> [WORK INSTRUCTIONS] Return only that part of the material below which starts with the line containing "c.provider == provider)" and goes on through the line containing "if cred.status == CredentialStatus::Cooldown", restated exactly.

> [SOURCE MATERIAL]

▼

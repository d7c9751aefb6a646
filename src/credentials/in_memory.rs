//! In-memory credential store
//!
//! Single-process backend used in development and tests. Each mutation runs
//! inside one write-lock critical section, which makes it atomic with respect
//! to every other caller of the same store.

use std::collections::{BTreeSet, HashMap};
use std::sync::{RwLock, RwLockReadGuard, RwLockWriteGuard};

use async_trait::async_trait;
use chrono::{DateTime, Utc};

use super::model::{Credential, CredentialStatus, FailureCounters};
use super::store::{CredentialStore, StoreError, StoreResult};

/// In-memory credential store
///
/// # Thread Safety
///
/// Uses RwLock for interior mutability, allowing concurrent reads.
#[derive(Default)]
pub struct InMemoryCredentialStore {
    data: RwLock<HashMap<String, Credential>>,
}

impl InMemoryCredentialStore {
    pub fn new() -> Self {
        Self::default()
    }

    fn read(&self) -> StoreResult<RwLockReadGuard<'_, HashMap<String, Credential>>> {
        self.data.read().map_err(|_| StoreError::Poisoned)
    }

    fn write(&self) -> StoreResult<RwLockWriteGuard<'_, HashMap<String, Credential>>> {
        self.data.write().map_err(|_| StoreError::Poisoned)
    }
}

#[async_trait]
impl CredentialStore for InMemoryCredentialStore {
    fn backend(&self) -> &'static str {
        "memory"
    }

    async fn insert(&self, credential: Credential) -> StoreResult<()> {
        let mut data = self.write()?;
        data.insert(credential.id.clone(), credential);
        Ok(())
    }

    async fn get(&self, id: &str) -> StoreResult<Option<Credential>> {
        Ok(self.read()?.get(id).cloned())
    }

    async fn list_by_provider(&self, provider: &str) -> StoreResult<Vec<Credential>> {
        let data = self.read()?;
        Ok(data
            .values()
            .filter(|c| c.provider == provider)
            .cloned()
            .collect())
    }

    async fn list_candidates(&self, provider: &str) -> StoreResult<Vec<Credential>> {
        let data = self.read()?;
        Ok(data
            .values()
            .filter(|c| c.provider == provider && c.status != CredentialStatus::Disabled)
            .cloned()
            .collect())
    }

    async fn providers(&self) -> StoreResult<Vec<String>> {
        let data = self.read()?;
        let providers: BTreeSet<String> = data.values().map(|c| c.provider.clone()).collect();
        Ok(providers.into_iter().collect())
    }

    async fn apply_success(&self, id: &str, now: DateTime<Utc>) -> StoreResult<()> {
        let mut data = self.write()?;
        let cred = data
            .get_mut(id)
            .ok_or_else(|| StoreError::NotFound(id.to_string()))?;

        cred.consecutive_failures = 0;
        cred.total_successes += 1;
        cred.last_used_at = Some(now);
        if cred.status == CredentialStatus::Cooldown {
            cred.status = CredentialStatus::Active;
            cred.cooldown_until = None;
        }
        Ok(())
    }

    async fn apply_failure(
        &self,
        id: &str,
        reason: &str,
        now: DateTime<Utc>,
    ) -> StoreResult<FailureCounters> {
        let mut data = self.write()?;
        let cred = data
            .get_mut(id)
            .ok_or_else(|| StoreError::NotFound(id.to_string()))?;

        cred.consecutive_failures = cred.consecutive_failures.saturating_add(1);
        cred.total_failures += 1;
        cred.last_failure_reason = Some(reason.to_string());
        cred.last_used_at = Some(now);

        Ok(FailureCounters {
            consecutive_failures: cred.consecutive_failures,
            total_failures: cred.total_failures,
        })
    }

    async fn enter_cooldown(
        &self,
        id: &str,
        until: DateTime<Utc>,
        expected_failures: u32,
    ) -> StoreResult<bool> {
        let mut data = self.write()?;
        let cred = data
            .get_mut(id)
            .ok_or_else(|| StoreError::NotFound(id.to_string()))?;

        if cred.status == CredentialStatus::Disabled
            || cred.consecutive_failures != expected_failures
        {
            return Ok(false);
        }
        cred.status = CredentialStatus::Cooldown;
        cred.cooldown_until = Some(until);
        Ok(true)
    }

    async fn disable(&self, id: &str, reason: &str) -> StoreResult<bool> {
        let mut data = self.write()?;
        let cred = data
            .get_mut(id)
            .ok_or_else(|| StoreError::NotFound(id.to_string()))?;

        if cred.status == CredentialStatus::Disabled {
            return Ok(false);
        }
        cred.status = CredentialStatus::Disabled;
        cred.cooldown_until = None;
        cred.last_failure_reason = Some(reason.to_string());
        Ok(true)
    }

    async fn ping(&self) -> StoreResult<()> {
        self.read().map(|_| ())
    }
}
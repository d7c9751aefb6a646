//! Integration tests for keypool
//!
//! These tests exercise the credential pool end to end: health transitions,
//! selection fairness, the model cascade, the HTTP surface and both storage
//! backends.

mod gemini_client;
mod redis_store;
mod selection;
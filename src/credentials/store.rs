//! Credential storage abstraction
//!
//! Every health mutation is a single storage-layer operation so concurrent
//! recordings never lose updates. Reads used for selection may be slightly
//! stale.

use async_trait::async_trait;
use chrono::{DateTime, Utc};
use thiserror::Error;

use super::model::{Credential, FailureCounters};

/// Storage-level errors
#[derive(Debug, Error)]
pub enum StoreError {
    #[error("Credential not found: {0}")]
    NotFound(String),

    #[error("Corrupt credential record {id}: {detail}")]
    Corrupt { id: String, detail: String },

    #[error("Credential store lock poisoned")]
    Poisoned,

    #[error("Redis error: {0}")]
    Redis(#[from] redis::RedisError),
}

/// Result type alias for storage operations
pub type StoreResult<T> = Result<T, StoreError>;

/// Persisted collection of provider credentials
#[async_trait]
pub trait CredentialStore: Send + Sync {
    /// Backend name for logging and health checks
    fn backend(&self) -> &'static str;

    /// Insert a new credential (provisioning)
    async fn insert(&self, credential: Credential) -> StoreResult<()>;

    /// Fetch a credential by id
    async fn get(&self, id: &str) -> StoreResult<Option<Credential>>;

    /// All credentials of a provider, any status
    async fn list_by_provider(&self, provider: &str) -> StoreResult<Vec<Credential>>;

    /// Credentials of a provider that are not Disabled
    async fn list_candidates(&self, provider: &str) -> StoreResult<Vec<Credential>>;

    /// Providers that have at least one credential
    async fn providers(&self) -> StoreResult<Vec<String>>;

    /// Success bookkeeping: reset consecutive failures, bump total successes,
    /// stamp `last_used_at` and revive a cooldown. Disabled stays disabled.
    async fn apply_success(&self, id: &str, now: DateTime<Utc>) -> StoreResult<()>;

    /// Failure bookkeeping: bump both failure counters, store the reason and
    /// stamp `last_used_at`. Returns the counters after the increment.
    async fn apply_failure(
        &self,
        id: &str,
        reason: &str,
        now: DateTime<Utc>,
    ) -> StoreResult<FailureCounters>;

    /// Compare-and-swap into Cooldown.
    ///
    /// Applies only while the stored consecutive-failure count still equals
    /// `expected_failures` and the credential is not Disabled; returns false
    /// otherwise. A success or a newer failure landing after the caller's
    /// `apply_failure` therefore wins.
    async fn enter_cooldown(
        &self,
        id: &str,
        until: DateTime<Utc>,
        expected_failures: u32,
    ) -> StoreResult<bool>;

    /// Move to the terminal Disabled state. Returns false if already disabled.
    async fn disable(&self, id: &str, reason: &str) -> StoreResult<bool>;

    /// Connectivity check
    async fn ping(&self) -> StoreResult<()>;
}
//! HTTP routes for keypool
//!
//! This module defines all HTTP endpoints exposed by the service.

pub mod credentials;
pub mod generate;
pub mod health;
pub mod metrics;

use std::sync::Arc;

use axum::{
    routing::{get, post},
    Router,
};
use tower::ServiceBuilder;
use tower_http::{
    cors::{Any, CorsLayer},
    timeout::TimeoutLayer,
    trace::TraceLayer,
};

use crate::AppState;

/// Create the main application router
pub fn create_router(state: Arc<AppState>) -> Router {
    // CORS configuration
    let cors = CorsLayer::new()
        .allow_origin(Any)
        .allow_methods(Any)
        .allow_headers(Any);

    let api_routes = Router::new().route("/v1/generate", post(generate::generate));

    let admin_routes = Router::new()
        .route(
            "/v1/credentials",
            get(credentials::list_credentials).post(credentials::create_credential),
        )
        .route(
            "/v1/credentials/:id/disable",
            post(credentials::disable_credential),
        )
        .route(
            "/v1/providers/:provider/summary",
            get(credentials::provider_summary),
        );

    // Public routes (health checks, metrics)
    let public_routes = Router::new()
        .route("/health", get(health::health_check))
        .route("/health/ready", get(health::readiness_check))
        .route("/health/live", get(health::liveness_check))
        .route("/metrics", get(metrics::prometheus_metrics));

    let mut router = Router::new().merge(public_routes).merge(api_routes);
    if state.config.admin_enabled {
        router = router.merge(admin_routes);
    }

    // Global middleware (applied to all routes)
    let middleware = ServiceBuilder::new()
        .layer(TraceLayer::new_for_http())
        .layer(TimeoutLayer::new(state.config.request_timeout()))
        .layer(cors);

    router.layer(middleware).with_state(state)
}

▲

> [WRITTEN ANSWER]
            .filter(|c| c.provider == provider)
            .cloned()
            .collect())
    }

    async fn list_candidates(&self, provider: &str) -> StoreResult<Vec<Credential>> {
        let data = self.read()?;
        Ok(data
            .values()
            .filter(|c| c.provider == provider && c.status != CredentialStatus::Disabled)
            .cloned()
            .collect())
    }

    async fn providers(&self) -> StoreResult<Vec<String>> {
        let data = self.read()?;
        let providers: BTreeSet<String> = data.values().map(|c| c.provider.clone()).collect();
        Ok(providers.into_iter().collect())
    }

    async fn apply_success(&self, id: &str, now: DateTime<Utc>) -> StoreResult<()> {
        let mut data = self.write()?;
        let cred = data
            .get_mut(id)
            .ok_or_else(|| StoreError::NotFound(id.to_string()))?;

        cred.consecutive_failures = 0;
        cred.total_successes += 1;
        cred.last_used_at = Some(now);
        if cred.status == CredentialStatus::Cooldown {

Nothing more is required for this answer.